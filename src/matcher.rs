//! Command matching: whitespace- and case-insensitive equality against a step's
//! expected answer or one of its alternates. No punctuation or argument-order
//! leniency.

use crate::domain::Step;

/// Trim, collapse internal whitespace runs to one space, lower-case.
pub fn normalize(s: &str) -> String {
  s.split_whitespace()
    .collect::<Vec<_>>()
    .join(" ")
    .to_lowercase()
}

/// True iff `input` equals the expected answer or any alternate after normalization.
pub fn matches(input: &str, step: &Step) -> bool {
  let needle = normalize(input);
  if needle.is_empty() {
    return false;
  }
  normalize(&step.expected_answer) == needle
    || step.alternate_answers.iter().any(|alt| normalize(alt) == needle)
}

==

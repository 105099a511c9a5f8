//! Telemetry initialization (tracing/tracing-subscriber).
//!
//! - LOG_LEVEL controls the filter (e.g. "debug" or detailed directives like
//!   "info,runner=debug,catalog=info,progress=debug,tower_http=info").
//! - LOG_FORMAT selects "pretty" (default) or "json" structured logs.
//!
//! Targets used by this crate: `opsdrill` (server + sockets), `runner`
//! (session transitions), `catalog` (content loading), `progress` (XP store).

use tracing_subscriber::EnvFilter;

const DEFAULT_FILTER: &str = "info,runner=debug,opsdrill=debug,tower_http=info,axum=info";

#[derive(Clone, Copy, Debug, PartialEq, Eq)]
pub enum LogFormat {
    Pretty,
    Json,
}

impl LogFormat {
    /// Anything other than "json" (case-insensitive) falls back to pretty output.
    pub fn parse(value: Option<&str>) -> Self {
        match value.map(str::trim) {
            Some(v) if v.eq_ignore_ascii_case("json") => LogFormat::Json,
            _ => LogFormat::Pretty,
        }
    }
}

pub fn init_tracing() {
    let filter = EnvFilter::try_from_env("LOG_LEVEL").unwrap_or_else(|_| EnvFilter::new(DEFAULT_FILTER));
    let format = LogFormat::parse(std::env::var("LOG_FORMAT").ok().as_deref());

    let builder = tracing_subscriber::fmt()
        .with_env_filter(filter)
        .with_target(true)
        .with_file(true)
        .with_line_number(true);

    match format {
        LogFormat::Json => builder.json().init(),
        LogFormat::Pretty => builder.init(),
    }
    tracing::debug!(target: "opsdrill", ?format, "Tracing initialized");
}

§ Task statement
Search the lines above for the string "parse", then show every one that has it.

§ Reply to the exercise
    pub fn parse(value: Option<&str>) -> Self {
    let format = LogFormat::parse(std::env::var("LOG_FORMAT").ok().as_deref());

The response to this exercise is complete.